* _Extracted entries_:
impl ChildEndpoint {
    pub fn into_channel_handle(self) -> ChannelHandle {
        match self {
            ChildEndpoint::Fd(fd) => ChannelHandle::Socket(fd),
            ChildEndpoint::Named(path) => ChannelHandle::Named(path),
        }
    }
}

/// What the registry does with a host after an event
#[derive(Debug, Clone, Copy, PartialEq, Eq)]
pub(crate) enum HostAction {
    Keep,
    /// Channel is gone: remove, classify, notify
    Disconnect,
    /// Never launched: remove silently
    Discard,
}

pub struct ChildProcessHost {
    id: ChildProcessId,
    process_type: ProcessType,
    state: HostState,
    config: HostConfig,
    delegate: Box<dyn ChildProcessHostDelegate>,
    events: MailboxSender<HostEvent>,
    proxy: Option<ChannelProxy>,
    filters: Vec<Arc<dyn MessageFilter>>,
    process: Option<ChildProcess>,
    pending_kill: Option<i32>,
    queued: VecDeque<Message>,
    routes: BTreeMap<RoutingId, Box<dyn RouteListener>>,
    next_routing_id: i32,
    peer_pid: Option<i32>,
}
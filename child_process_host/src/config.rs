//! Host configuration

use ipc::IpcConfig;
use serde::{Deserialize, Serialize};
use std::path::PathBuf;
use std::time::Duration;

#[derive(Debug, Clone, PartialEq, Eq, Serialize, Deserialize)]
#[serde(default)]
pub struct HostConfig {
    /// How long a disconnected child gets to finish exiting before it is
    /// reported as still running
    pub termination_grace_ms: u64,
    /// When set, children connect through a named socket in this directory
    /// instead of an inherited descriptor
    pub named_channel_dir: Option<PathBuf>,
    /// Sent to every child on connection
    pub ipc_logging: bool,
    pub ipc: IpcConfig,
}

impl Default for HostConfig {
    fn default() -> Self {
        Self {
            termination_grace_ms: 500,
            named_channel_dir: None,
            ipc_logging: false,
            ipc: IpcConfig::default(),
        }
    }
}

impl HostConfig {
    pub fn termination_grace(&self) -> Duration {
        Duration::from_millis(self.termination_grace_ms)
    }
}
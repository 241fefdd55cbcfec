//! Pending synchronous requests waiting for their replies
//!
//! Each request owns a one-shot channel. The reply is sent into it; a failed
//! channel drops every sender, which the waiter sees as a disconnect.

use crossbeam_channel::{bounded, Receiver, RecvTimeoutError, Sender};
use lifecycle::Deadline;
use parking_lot::Mutex;
use std::collections::HashMap;

use crate::error::SyncSendError;
use crate::message::Message;

pub(crate) type ReplySlot = Receiver<Message>;

/// Maps what a reply slot produced to the caller's result
pub(crate) fn outcome(received: Result<Message, RecvTimeoutError>) -> Result<Message, SyncSendError> {
    match received {
        Ok(reply) if reply.is_reply_error() => Err(SyncSendError::ReplyError),
        Ok(reply) => Ok(reply),
        Err(RecvTimeoutError::Disconnected) => Err(SyncSendError::ChannelClosed),
        Err(RecvTimeoutError::Timeout) => Err(SyncSendError::Timeout),
    }
}

/// Blocks until the reply arrives, the channel fails, or `deadline` passes
pub(crate) fn wait(slot: &ReplySlot, deadline: Deadline) -> Result<Message, SyncSendError> {
    outcome(slot.recv_deadline(deadline.instant()))
}

struct Inner {
    slots: HashMap<u32, Sender<Message>>,
    failed: bool,
}

/// Reply slots keyed by request id
pub(crate) struct PendingReplies {
    inner: Mutex<Inner>,
}

impl PendingReplies {
    pub(crate) fn new() -> Self {
        Self {
            inner: Mutex::new(Inner {
                slots: HashMap::new(),
                failed: false,
            }),
        }
    }

    /// Returns `None` once the channel has failed
    pub(crate) fn register(&self, request_id: u32) -> Option<ReplySlot> {
        let mut inner = self.inner.lock();
        if inner.failed {
            return None;
        }
        let (sender, slot) = bounded(1);
        inner.slots.insert(request_id, sender);
        Some(slot)
    }

    /// Accepts registrations again once a new peer has connected
    pub(crate) fn reopen(&self) {
        self.inner.lock().failed = false;
    }

    pub(crate) fn cancel(&self, request_id: u32) {
        self.inner.lock().slots.remove(&request_id);
    }

    /// Hands a reply to its waiter; gives it back if nobody waits for it
    pub(crate) fn complete(&self, reply: Message) -> Option<Message> {
        let slot = self.inner.lock().slots.remove(&reply.request_id());
        match slot {
            Some(slot) => slot.send(reply).err().map(|rejected| rejected.into_inner()),
            None => Some(reply),
        }
    }

    /// Releases every waiter with an error; later registrations fail immediately
    pub(crate) fn fail_all(&self) {
        let mut inner = self.inner.lock();
        inner.failed = true;
        inner.slots.clear();
    }

    #[cfg(test)]
    pub(crate) fn len(&self) -> usize {
        self.inner.lock().slots.len()
    }
}
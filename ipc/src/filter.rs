//! Message filters: handlers that see inbound traffic on the I/O thread
//!
//! Filters run in registration order and the first one to claim a message
//! ends its dispatch. A filter moves through
//! `detached -> attached -> connected -> detached` and receives nothing
//! after [`MessageFilter::on_filter_removed`]. Filters must not block; work
//! that belongs elsewhere is posted away and answered later through the
//! [`ProxySender`] handed over in [`MessageFilter::on_filter_added`].

use std::sync::Arc;

use crate::message::Message;
use crate::proxy::ProxySender;

pub trait MessageFilter: Send + Sync {
    /// Attached to a channel; `sender` stays valid until the channel closes
    fn on_filter_added(&self, _sender: ProxySender) {}

    /// Detached for good
    fn on_filter_removed(&self) {}

    fn on_channel_connected(&self, _peer_pid: i32) {}

    fn on_channel_error(&self) {}

    fn on_channel_closing(&self) {}

    /// Returns `true` to claim the message
    fn on_message_received(&self, message: &Message) -> bool;
}

#[derive(Debug, Clone, Copy, PartialEq, Eq)]
enum FilterState {
    Attached,
    Connected,
}

struct FilterEntry {
    filter: Arc<dyn MessageFilter>,
    state: FilterState,
    error_seen: bool,
    closing_seen: bool,
}

pub(crate) fn same_filter(a: &Arc<dyn MessageFilter>, b: &Arc<dyn MessageFilter>) -> bool {
    Arc::as_ptr(a) as *const () == Arc::as_ptr(b) as *const ()
}

/// Ordered filter list owned by the I/O thread
pub(crate) struct FilterChain {
    sender: ProxySender,
    pending: Vec<Arc<dyn MessageFilter>>,
    entries: Vec<FilterEntry>,
    peer_pid: Option<i32>,
    attached: bool,
}

impl FilterChain {
    pub(crate) fn new(sender: ProxySender, pending: Vec<Arc<dyn MessageFilter>>) -> Self {
        Self {
            sender,
            pending,
            entries: Vec::new(),
            peer_pid: None,
            attached: false,
        }
    }

    /// Attaches filters registered before the channel reached the I/O thread
    pub(crate) fn attach(&mut self) {
        self.attached = true;
        for filter in std::mem::take(&mut self.pending) {
            self.add(filter);
        }
    }

    pub(crate) fn add(&mut self, filter: Arc<dyn MessageFilter>) {
        if !self.attached {
            self.pending.push(filter);
            return;
        }

        filter.on_filter_added(self.sender.clone());
        let mut entry = FilterEntry {
            filter,
            state: FilterState::Attached,
            error_seen: false,
            closing_seen: false,
        };
        if let Some(pid) = self.peer_pid {
            entry.filter.on_channel_connected(pid);
            entry.state = FilterState::Connected;
        }
        self.entries.push(entry);
    }

    pub(crate) fn remove(&mut self, filter: &Arc<dyn MessageFilter>) -> bool {
        if let Some(index) = self.pending.iter().position(|f| same_filter(f, filter)) {
            self.pending.remove(index);
            return true;
        }
        match self.entries.iter().position(|e| same_filter(&e.filter, filter)) {
            Some(index) => {
                let entry = self.entries.remove(index);
                entry.filter.on_filter_removed();
                true
            }
            None => false,
        }
    }

    pub(crate) fn remove_all(&mut self) {
        self.pending.clear();
        for entry in self.entries.drain(..) {
            entry.filter.on_filter_removed();
        }
    }

    /// Offers the message to each filter in order; `true` if one claimed it
    pub(crate) fn dispatch(&self, message: &Message) -> bool {
        self.entries
            .iter()
            .any(|entry| entry.filter.on_message_received(message))
    }

    /// Also re-announces a named server's next client to filters that saw
    /// the previous connection fail
    pub(crate) fn channel_connected(&mut self, peer_pid: i32) {
        self.peer_pid = Some(peer_pid);
        for entry in &mut self.entries {
            if entry.state == FilterState::Attached || entry.error_seen {
                entry.error_seen = false;
                entry.filter.on_channel_connected(peer_pid);
                entry.state = FilterState::Connected;
            }
        }
    }

    pub(crate) fn channel_error(&mut self) {
        self.peer_pid = None;
        for entry in &mut self.entries {
            if !entry.error_seen {
                entry.error_seen = true;
                entry.filter.on_channel_error();
            }
        }
    }

    pub(crate) fn channel_closing(&mut self) {
        for entry in &mut self.entries {
            if !entry.closing_seen {
                entry.closing_seen = true;
                entry.filter.on_channel_closing();
            }
        }
    }

    #[cfg(test)]
    pub(crate) fn len(&self) -> usize {
        self.entries.len()
    }
}
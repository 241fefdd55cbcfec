//! Wire framing
//!
//! Every frame is a 24-byte little-endian header followed by the payload:
//!
//! | offset | size | field        |
//! |--------|------|--------------|
//! | 0      | 4    | payload size |
//! | 4      | 4    | routing id   |
//! | 8      | 4    | message type |
//! | 12     | 4    | flags        |
//! | 16     | 4    | request id   |
//! | 20     | 2    | handle count |
//! | 22     | 2    | reserved     |
//!
//! Handles travel out of band and are matched to frames in arrival order.

use core_types::RoutingId;
use std::collections::VecDeque;

use crate::config::IpcConfig;
use crate::error::FrameError;
use crate::handle::TransferableHandle;
use crate::message::{Message, MessageType};

pub const HEADER_SIZE: usize = 24;

#[derive(Debug, Clone, Copy, PartialEq, Eq)]
struct Header {
    payload_size: u32,
    routing_id: i32,
    message_type: u32,
    flags: u32,
    request_id: u32,
    num_handles: u16,
}

impl Header {
    fn write_to(&self, out: &mut Vec<u8>) {
        out.extend_from_slice(&self.payload_size.to_le_bytes());
        out.extend_from_slice(&self.routing_id.to_le_bytes());
        out.extend_from_slice(&self.message_type.to_le_bytes());
        out.extend_from_slice(&self.flags.to_le_bytes());
        out.extend_from_slice(&self.request_id.to_le_bytes());
        out.extend_from_slice(&self.num_handles.to_le_bytes());
        out.extend_from_slice(&0u16.to_le_bytes());
    }

    fn parse(bytes: &[u8]) -> Self {
        let u32_at = |at: usize| u32::from_le_bytes([bytes[at], bytes[at + 1], bytes[at + 2], bytes[at + 3]]);
        Self {
            payload_size: u32_at(0),
            routing_id: u32_at(4) as i32,
            message_type: u32_at(8),
            flags: u32_at(12),
            request_id: u32_at(16),
            num_handles: u16::from_le_bytes([bytes[20], bytes[21]]),
        }
    }
}

/// An encoded message waiting to be written
#[derive(Debug)]
pub struct Frame {
    pub bytes: Vec<u8>,
    pub handles: Vec<TransferableHandle>,
}

/// Encodes a message, taking ownership of its handles
pub fn encode(mut message: Message, config: &IpcConfig) -> Result<Frame, FrameError> {
    let size = HEADER_SIZE + message.payload().len();
    if size > config.max_message_size {
        return Err(FrameError::TooLarge {
            size,
            limit: config.max_message_size,
        });
    }

    let handles = message.take_handles();
    if handles.len() > config.max_descriptors_per_message {
        return Err(FrameError::TooManyHandles {
            count: handles.len(),
            limit: config.max_descriptors_per_message,
        });
    }

    let header = Header {
        payload_size: message.payload().len() as u32,
        routing_id: message.routing_id().as_raw(),
        message_type: message.message_type().as_raw(),
        flags: message.flags(),
        request_id: message.request_id(),
        num_handles: handles.len() as u16,
    };

    let mut bytes = Vec::with_capacity(size);
    header.write_to(&mut bytes);
    bytes.extend_from_slice(message.payload());

    Ok(Frame { bytes, handles })
}

/// Reassembles frames from a byte stream plus out-of-band handles
#[derive(Debug)]
pub struct FrameReader {
    buffer: Vec<u8>,
    consumed: usize,
    handles: VecDeque<TransferableHandle>,
    max_message_size: usize,
    max_handles: usize,
}

impl FrameReader {
    pub fn new(config: &IpcConfig) -> Self {
        Self {
            buffer: Vec::new(),
            consumed: 0,
            handles: VecDeque::new(),
            max_message_size: config.max_message_size,
            max_handles: config.max_descriptors_per_message,
        }
    }

    pub fn push_bytes(&mut self, bytes: &[u8]) {
        if self.consumed > 0 {
            self.buffer.drain(..self.consumed);
            self.consumed = 0;
        }
        self.buffer.extend_from_slice(bytes);
    }

    pub fn push_handles(&mut self, handles: impl IntoIterator<Item = TransferableHandle>) {
        self.handles.extend(handles);
    }

    /// Bytes received but not yet part of a complete frame
    pub fn pending_bytes(&self) -> usize {
        self.buffer.len() - self.consumed
    }

    pub fn pending_handles(&self) -> usize {
        self.handles.len()
    }

    /// Returns the next complete message, if one is buffered
    ///
    /// Errors are fatal for the stream; the caller closes the channel, which
    /// drops (and so closes) every handle still queued here.
    pub fn next_message(&mut self) -> Result<Option<Message>, FrameError> {
        let available = &self.buffer[self.consumed..];
        if available.len() < HEADER_SIZE {
            return Ok(None);
        }

        let header = Header::parse(&available[..HEADER_SIZE]);
        let size = HEADER_SIZE + header.payload_size as usize;
        if size > self.max_message_size {
            return Err(FrameError::TooLarge {
                size,
                limit: self.max_message_size,
            });
        }

        let num_handles = header.num_handles as usize;
        if num_handles > self.max_handles {
            return Err(FrameError::TooManyHandles {
                count: num_handles,
                limit: self.max_handles,
            });
        }

        if available.len() < size {
            return Ok(None);
        }

        // Handles arrive with the first byte of their frame, so a complete
        // frame without its handles means they were lost.
        if self.handles.len() < num_handles {
            return Err(FrameError::MissingHandles {
                expected: num_handles,
                available: self.handles.len(),
            });
        }

        let payload = available[HEADER_SIZE..size].to_vec();
        self.consumed += size;
        let handles: Vec<TransferableHandle> = self.handles.drain(..num_handles).collect();

        Ok(Some(Message::from_wire(
            RoutingId::new(header.routing_id),
            MessageType::from_raw(header.message_type),
            header.flags,
            header.request_id,
            payload,
            handles,
        )))
    }

    /// Fails if handles are queued with no bytes left to claim them
    pub fn check_stray_handles(&self) -> Result<(), FrameError> {
        if self.pending_bytes() == 0 && !self.handles.is_empty() {
            return Err(FrameError::StrayHandles {
                count: self.handles.len(),
            });
        }
        Ok(())
    }

    pub fn clear(&mut self) {
        self.buffer.clear();
        self.consumed = 0;
        self.handles.clear();
    }
}

#[cfg(test)]
mod tests {
    use super::*;
    use crate::message::Priority;

    const TEST_TYPE: MessageType = MessageType::new(3, 9);

    fn message_with_payload(bytes: &[u8]) -> Message {
        let mut message = Message::new(RoutingId::new(12), TEST_TYPE, Priority::High);
        message.set_payload_bytes(bytes.to_vec());
        message
    }

    #[test]
    fn test_header_layout() {
        let config = IpcConfig::default();
        let frame = encode(message_with_payload(b"abc"), &config).unwrap();

        assert_eq!(frame.bytes.len(), HEADER_SIZE + 3);
        assert_eq!(&frame.bytes[0..4], &3u32.to_le_bytes());
        assert_eq!(&frame.bytes[4..8], &12i32.to_le_bytes());
        assert_eq!(&frame.bytes[8..12], &TEST_TYPE.as_raw().to_le_bytes());
        assert_eq!(&frame.bytes[HEADER_SIZE..], b"abc");
    }

    #[test]
    fn test_reassembles_byte_by_byte() {
        let config = IpcConfig::default();
        let mut stream = Vec::new();
        stream.extend(encode(message_with_payload(b"first"), &config).unwrap().bytes);
        stream.extend(encode(message_with_payload(b"second"), &config).unwrap().bytes);

        let mut reader = FrameReader::new(&config);
        let mut received = Vec::new();
        for byte in stream {
            reader.push_bytes(&[byte]);
            while let Some(message) = reader.next_message().unwrap() {
                received.push(message);
            }
        }

        assert_eq!(received.len(), 2);
        assert_eq!(received[0].payload(), b"first");
        assert_eq!(received[1].payload(), b"second");
        assert_eq!(received[1].priority(), Priority::High);
        assert_eq!(received[1].routing_id(), RoutingId::new(12));
        assert_eq!(reader.pending_bytes(), 0);
    }

    #[test]
    fn test_oversized_message_rejected_on_encode() {
        let config = IpcConfig {
            max_message_size: HEADER_SIZE + 4,
            ..IpcConfig::default()
        };
        let result = encode(message_with_payload(b"too long"), &config);
        assert_eq!(
            result.unwrap_err(),
            FrameError::TooLarge {
                size: HEADER_SIZE + 8,
                limit: HEADER_SIZE + 4
            }
        );
    }

    #[test]
    fn test_oversized_header_rejected_before_payload_arrives() {
        let sender = IpcConfig::default();
        let receiver = IpcConfig {
            max_message_size: HEADER_SIZE + 4,
            ..IpcConfig::default()
        };
        let frame = encode(message_with_payload(b"0123456789"), &sender).unwrap();

        let mut reader = FrameReader::new(&receiver);
        reader.push_bytes(&frame.bytes[..HEADER_SIZE]);
        assert!(matches!(
            reader.next_message(),
            Err(FrameError::TooLarge { .. })
        ));
    }

    #[cfg(unix)]
    #[test]
    fn test_too_many_handles_rejected() {
        let config = IpcConfig {
            max_descriptors_per_message: 1,
            ..IpcConfig::default()
        };
        let message = message_with_payload(b"")
            .with_handle(TransferableHandle::from(tempfile::tempfile().unwrap()))
            .with_handle(TransferableHandle::from(tempfile::tempfile().unwrap()));

        assert_eq!(
            encode(message, &config).unwrap_err(),
            FrameError::TooManyHandles { count: 2, limit: 1 }
        );
    }

    #[cfg(unix)]
    #[test]
    fn test_handles_matched_in_order() {
        let config = IpcConfig::default();
        let with_handle = message_with_payload(b"h")
            .with_handle(TransferableHandle::from(tempfile::tempfile().unwrap()));
        let first = encode(with_handle, &config).unwrap();
        let second = encode(message_with_payload(b"plain"), &config).unwrap();

        let mut reader = FrameReader::new(&config);
        reader.push_handles(first.handles);
        reader.push_bytes(&first.bytes);
        reader.push_bytes(&second.bytes);

        let one = reader.next_message().unwrap().unwrap();
        let two = reader.next_message().unwrap().unwrap();
        assert_eq!(one.handles().len(), 1);
        assert!(two.handles().is_empty());
        assert!(reader.check_stray_handles().is_ok());
    }

    #[cfg(unix)]
    #[test]
    fn test_missing_handles_is_error() {
        let config = IpcConfig::default();
        let message = message_with_payload(b"h")
            .with_handle(TransferableHandle::from(tempfile::tempfile().unwrap()));
        let frame = encode(message, &config).unwrap();

        let mut reader = FrameReader::new(&config);
        reader.push_bytes(&frame.bytes);
        assert_eq!(
            reader.next_message().unwrap_err(),
            FrameError::MissingHandles {
                expected: 1,
                available: 0
            }
        );
    }

    #[cfg(unix)]
    #[test]
    fn test_stray_handles_detected() {
        let config = IpcConfig::default();
        let mut reader = FrameReader::new(&config);
        reader.push_handles([TransferableHandle::from(tempfile::tempfile().unwrap())]);
        assert_eq!(
            reader.check_stray_handles(),
            Err(FrameError::StrayHandles { count: 1 })
        );
    }
}
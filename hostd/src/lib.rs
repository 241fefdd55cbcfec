//! # Host Daemon
//!
//! This crate provides the host runtime that launches and supervises child
//! processes over filtered IPC channels.
//!
//! ## Philosophy
//!
//! - **Host owns processes**: children are launched, watched and reaped here
//! - **Relaunch is a policy**: channels never reconnect; a dead child is
//!   restarted (or not) by its configured [`RestartPolicy`]
//! - **Deterministic exits**: `run_for` and `exit_on_idle` bound every run
//!
//! ## Responsibilities
//!
//! The host runtime:
//! - Boots one I/O thread, one launcher and one process registry
//! - Launches the configured children and pumps their events
//! - Applies restart policies on crash or exit
//! - Terminates every child on the way out
//!
//! The `ipc_child` binary is the child-side counterpart used by tests.
//! Both binaries are Unix-only.

pub mod child;
pub mod config;
pub mod messages;
pub mod runtime;
pub mod supervisor;

pub use child::{run_child, ChildError};
pub use config::{ChildSpec, HostRuntimeConfig, RestartPolicy};
pub use runtime::{HostRuntime, HostRuntimeError, RunSummary};
pub use supervisor::Supervisor;

/// Environment variable naming the log level
pub const LOG_ENV: &str = "HOSTD_LOG";
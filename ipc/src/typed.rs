//! Typed messages with a fixed message type.
//!
//! Subsystems declare their messages as serde structs implementing
//! [`TypedMessage`] and never touch payload bytes directly.

use core_types::RoutingId;
use serde::de::DeserializeOwned;
use serde::{Deserialize, Serialize};

use crate::message::{Message, MessageType, Priority, IPC_NAMESPACE};

pub trait TypedMessage: Serialize + DeserializeOwned {
    const TYPE: MessageType;

    /// Builds a message routed to `routing_id`
    fn to_message(&self, routing_id: RoutingId) -> Result<Message, serde_json::Error> {
        Message::new(routing_id, Self::TYPE, Priority::Normal).with_payload(self)
    }

    /// Builds a control message
    fn to_control(&self) -> Result<Message, serde_json::Error> {
        self.to_message(RoutingId::CONTROL)
    }

    fn matches(message: &Message) -> bool {
        message.message_type() == Self::TYPE
    }

    fn read(message: &Message) -> Result<Self, serde_json::Error> {
        message.read_payload()
    }
}

/// First message on every channel, carrying the sender's pid
#[derive(Debug, Clone, Copy, PartialEq, Eq, Serialize, Deserialize)]
pub struct Hello {
    pub pid: i32,
}

impl TypedMessage for Hello {
    const TYPE: MessageType = MessageType::new(IPC_NAMESPACE, 1);
}

impl Hello {
    pub(crate) fn current() -> Self {
        Self {
            pid: std::process::id() as i32,
        }
    }

    pub(crate) fn is_hello(message: &Message) -> bool {
        message.routing_id() == RoutingId::NONE && Self::matches(message)
    }
}

#[cfg(test)]
mod tests {
    use super::*;

    #[derive(Debug, Serialize, Deserialize, PartialEq)]
    struct Ping {
        seq: u32,
    }

    impl TypedMessage for Ping {
        const TYPE: MessageType = MessageType::new(1, 1);
    }

    #[test]
    fn test_typed_round_trip() {
        let message = Ping { seq: 3 }.to_message(RoutingId::new(5)).unwrap();
        assert!(Ping::matches(&message));
        assert_eq!(message.routing_id(), RoutingId::new(5));
        assert_eq!(Ping::read(&message).unwrap(), Ping { seq: 3 });
    }

    #[test]
    fn test_hello_requires_routing_none() {
        let hello = Hello::current().to_message(RoutingId::NONE).unwrap();
        assert!(Hello::is_hello(&hello));

        let routed = Hello::current().to_control().unwrap();
        assert!(!Hello::is_hello(&routed));
    }
}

* _What is expected_: Gather every line from the entries above where the word "bool" appears, and copy them.

* _Written solution_:
    pub ipc_logging: bool,
    failed: bool,
    fn on_message_received(&self, message: &Message) -> bool;
    error_seen: bool,
    closing_seen: bool,
pub(crate) fn same_filter(a: &Arc<dyn MessageFilter>, b: &Arc<dyn MessageFilter>) -> bool {
    attached: bool,
    pub(crate) fn remove(&mut self, filter: &Arc<dyn MessageFilter>) -> bool {
    pub(crate) fn dispatch(&self, message: &Message) -> bool {
    fn matches(message: &Message) -> bool {
    pub(crate) fn is_hello(message: &Message) -> bool {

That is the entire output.